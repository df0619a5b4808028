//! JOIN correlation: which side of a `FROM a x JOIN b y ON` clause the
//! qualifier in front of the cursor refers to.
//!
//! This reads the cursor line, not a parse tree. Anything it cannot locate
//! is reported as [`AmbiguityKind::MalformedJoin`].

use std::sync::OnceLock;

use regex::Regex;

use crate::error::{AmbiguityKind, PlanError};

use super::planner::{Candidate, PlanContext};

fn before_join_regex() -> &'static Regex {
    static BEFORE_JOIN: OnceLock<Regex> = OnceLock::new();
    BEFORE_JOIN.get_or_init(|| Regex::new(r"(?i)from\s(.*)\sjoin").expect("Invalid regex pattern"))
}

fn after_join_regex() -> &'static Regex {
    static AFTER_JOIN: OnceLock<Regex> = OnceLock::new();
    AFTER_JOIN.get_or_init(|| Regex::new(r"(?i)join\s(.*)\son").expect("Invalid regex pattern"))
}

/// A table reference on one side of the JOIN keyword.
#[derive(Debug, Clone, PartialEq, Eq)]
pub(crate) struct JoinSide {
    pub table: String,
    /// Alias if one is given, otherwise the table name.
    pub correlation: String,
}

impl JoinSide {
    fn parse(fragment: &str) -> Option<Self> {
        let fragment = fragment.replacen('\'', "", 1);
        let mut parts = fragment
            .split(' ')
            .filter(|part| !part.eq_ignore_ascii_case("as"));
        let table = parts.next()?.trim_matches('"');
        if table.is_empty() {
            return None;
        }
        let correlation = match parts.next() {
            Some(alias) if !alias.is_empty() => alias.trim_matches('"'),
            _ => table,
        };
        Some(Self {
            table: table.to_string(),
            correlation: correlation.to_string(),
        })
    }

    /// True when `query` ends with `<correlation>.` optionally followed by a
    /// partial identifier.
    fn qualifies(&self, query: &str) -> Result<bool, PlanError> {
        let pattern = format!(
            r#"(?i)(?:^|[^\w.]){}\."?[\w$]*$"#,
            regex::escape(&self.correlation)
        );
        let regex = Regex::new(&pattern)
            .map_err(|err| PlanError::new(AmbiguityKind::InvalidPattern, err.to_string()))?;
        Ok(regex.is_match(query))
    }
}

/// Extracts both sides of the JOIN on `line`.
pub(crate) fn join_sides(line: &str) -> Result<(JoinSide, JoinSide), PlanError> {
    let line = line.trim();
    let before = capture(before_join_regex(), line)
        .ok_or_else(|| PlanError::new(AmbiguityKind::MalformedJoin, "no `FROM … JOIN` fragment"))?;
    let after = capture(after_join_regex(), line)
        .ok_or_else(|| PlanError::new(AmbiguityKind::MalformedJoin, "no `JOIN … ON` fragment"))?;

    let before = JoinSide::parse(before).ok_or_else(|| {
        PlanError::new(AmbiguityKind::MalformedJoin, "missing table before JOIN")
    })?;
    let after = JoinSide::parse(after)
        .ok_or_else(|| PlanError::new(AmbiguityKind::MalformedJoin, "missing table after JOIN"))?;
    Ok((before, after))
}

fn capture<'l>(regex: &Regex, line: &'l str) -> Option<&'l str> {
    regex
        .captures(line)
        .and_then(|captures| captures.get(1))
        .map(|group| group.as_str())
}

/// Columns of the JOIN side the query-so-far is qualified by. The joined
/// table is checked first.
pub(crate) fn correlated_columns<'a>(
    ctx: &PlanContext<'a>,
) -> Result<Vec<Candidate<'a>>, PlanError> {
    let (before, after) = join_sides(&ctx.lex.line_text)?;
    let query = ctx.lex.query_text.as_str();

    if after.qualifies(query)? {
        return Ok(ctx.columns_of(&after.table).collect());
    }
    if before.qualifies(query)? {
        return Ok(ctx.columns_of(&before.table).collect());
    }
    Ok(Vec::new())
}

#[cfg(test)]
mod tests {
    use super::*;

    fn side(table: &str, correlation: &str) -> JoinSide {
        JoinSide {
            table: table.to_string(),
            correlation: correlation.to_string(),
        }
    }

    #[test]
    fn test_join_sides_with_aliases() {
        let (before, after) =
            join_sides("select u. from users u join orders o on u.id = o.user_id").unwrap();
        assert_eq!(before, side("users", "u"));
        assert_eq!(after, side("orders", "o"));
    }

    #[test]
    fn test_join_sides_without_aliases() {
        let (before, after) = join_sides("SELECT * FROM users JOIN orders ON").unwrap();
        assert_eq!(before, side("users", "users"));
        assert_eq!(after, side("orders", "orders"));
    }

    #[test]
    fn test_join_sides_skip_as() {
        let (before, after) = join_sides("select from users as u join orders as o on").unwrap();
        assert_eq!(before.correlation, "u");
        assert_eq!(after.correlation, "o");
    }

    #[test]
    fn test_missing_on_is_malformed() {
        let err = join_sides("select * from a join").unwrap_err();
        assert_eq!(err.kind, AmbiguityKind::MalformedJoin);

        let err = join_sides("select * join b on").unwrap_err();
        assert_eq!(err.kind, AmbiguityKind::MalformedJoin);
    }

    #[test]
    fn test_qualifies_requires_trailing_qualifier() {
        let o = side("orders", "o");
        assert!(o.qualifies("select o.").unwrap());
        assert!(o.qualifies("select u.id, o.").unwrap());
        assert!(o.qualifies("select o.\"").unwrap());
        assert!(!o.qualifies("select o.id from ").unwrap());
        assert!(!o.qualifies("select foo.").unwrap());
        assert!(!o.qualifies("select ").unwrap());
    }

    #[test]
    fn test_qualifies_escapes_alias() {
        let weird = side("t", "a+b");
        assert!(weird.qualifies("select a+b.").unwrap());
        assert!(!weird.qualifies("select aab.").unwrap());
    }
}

+ + + + +

### TASK REQUIREMENTS
Provide the number of lines holding the word "Result" within the material, without any other text.

### REPLY
3